=== Section Start ===

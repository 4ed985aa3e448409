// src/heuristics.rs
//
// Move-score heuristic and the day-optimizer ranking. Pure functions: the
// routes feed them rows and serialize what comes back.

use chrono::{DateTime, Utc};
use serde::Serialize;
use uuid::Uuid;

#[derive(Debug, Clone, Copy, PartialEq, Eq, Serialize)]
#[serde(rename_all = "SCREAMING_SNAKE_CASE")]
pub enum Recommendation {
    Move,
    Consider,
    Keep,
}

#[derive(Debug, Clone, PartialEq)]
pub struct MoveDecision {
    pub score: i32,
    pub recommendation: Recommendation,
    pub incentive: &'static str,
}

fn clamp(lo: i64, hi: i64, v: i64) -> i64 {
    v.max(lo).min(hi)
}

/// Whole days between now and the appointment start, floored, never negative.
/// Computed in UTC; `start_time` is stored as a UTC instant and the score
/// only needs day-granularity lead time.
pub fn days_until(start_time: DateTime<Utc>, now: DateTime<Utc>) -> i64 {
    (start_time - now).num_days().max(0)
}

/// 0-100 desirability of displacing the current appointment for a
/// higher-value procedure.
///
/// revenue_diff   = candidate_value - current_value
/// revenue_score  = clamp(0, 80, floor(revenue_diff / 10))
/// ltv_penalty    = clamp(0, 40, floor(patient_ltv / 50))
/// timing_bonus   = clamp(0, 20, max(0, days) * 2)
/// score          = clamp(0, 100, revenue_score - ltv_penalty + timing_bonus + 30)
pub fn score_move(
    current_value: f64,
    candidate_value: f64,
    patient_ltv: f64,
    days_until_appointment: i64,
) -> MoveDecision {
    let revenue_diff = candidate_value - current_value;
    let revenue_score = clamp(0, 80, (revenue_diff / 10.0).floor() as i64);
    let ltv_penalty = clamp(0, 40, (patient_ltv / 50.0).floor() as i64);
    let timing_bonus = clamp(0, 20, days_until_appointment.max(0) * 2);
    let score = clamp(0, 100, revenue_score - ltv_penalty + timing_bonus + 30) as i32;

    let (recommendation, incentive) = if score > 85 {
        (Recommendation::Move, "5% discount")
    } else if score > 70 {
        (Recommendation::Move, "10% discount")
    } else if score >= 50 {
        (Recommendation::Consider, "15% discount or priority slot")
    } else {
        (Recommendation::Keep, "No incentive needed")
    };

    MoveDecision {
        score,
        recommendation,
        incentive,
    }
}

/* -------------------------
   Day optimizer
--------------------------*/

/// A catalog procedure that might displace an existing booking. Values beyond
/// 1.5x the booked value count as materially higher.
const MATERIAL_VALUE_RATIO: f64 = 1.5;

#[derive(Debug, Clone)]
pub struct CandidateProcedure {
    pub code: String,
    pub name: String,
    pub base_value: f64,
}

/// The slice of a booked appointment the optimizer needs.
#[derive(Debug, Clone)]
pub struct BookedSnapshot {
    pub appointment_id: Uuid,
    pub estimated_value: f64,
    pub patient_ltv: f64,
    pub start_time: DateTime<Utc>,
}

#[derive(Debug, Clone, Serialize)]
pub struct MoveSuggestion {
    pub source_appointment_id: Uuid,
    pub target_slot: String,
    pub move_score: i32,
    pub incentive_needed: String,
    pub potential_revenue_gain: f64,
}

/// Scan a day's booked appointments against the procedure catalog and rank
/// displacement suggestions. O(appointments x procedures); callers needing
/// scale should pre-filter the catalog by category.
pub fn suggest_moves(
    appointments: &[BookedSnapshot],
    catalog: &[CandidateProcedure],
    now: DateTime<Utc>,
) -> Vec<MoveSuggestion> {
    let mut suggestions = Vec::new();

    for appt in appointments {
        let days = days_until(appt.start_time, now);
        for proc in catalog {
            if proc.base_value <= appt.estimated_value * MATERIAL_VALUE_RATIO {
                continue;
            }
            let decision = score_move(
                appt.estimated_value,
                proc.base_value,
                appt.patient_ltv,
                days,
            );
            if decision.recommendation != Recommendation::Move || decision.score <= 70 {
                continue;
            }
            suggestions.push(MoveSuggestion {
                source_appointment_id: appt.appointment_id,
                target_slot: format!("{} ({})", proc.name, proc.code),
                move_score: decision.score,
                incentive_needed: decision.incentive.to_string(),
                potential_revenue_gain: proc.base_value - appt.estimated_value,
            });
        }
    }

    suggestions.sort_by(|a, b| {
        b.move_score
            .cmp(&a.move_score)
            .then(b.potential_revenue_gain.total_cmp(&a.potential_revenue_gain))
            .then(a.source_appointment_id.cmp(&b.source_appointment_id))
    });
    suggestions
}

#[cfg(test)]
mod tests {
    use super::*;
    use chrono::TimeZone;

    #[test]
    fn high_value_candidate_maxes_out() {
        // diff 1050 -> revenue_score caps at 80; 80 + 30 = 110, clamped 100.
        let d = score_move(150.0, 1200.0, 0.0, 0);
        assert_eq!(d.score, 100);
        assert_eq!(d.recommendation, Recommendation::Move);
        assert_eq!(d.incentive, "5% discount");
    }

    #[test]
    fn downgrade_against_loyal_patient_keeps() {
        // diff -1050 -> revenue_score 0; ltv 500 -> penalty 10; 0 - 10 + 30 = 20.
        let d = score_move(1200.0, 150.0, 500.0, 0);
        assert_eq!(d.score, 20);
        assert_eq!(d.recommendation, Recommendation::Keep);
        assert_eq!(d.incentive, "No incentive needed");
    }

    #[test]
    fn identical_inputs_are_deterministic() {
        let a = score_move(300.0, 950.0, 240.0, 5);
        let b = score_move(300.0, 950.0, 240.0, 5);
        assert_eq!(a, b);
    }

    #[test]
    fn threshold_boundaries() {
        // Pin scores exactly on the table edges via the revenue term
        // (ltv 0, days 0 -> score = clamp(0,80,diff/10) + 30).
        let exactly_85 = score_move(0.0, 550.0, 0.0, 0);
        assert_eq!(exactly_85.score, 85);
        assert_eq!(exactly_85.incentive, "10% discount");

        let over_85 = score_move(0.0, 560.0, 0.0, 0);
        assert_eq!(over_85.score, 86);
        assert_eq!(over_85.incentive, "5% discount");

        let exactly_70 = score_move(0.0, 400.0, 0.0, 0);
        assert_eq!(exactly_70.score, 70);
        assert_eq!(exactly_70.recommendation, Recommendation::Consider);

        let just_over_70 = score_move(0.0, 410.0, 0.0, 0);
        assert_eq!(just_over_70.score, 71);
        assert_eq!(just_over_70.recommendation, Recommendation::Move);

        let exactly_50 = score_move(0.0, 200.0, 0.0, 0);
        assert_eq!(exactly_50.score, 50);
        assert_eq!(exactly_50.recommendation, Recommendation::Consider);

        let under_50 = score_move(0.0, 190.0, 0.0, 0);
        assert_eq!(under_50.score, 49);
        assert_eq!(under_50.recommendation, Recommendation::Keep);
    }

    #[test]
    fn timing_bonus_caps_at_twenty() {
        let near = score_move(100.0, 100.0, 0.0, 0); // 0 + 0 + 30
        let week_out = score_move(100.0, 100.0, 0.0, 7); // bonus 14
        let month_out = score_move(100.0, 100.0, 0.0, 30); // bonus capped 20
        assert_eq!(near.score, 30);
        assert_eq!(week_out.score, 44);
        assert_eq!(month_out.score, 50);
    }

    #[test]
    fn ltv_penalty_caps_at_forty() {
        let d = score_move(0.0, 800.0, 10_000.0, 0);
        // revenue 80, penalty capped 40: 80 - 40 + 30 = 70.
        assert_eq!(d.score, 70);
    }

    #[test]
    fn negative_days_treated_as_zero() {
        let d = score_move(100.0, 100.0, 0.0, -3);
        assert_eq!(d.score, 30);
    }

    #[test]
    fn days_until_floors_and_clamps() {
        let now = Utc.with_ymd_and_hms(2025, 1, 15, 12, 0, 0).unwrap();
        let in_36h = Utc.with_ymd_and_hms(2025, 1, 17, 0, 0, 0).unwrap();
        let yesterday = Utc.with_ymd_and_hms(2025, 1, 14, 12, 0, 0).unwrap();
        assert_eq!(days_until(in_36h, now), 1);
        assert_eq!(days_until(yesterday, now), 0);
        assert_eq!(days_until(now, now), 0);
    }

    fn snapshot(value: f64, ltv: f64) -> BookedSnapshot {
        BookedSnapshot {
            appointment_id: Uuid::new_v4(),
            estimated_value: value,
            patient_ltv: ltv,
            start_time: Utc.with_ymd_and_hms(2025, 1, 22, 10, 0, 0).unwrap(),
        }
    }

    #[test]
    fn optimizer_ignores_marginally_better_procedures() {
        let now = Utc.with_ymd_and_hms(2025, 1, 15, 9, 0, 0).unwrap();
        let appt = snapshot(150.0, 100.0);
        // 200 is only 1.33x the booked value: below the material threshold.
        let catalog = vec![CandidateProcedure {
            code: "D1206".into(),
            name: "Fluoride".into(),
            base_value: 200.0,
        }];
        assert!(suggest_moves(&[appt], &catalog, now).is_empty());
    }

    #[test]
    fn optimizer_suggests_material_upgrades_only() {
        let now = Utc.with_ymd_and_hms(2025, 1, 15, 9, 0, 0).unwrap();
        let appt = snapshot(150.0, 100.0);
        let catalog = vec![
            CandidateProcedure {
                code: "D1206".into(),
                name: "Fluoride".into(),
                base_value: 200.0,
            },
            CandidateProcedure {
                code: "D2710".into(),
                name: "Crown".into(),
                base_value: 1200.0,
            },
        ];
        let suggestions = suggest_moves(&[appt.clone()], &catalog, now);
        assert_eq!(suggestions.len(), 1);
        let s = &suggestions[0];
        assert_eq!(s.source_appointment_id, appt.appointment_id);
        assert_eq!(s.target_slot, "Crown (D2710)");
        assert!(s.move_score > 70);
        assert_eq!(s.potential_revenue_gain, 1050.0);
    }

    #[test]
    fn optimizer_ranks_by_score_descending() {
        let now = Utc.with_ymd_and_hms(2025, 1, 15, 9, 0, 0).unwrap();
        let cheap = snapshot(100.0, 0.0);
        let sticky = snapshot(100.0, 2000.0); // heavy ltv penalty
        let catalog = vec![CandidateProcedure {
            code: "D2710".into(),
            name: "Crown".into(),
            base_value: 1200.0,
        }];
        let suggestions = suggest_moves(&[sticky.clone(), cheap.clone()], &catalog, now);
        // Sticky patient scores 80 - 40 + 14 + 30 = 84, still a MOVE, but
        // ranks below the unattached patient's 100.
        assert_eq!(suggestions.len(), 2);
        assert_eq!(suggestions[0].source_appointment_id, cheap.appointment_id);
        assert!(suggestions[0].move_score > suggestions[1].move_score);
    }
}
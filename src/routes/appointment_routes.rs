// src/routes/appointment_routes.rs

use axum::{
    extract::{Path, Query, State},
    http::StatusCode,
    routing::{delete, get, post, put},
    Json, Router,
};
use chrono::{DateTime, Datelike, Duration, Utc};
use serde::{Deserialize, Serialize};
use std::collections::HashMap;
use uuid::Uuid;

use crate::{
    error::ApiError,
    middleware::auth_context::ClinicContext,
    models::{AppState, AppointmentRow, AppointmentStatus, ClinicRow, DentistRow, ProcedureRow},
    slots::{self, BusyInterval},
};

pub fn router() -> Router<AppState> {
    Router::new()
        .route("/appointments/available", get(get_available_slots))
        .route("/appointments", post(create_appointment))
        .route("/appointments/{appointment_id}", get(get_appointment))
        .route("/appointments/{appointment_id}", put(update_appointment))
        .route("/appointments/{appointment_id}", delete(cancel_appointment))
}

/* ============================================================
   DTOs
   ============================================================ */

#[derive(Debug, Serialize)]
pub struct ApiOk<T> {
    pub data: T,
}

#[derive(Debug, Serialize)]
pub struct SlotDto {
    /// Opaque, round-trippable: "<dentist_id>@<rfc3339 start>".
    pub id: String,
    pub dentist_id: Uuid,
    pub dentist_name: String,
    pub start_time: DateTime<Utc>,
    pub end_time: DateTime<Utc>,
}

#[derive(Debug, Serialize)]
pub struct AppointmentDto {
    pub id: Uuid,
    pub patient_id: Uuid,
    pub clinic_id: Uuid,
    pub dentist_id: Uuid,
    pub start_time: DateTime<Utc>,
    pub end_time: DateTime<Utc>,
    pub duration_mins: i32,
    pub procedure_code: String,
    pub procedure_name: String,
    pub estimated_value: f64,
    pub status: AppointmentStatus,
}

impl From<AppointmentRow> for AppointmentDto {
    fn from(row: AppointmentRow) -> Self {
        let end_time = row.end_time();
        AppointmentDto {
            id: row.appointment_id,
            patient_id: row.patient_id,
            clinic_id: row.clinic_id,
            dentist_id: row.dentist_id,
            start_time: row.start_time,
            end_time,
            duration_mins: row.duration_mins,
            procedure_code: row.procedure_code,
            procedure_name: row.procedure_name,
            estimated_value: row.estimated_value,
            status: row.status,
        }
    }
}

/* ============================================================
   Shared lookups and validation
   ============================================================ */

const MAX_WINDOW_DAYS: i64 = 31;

=== Section End ===

**Work required**
In the entries above, identify each line that includes the string "MoveSuggestion", then copy it.

**Written response**
pub struct MoveSuggestion {
) -> Vec<MoveSuggestion> {
            suggestions.push(MoveSuggestion {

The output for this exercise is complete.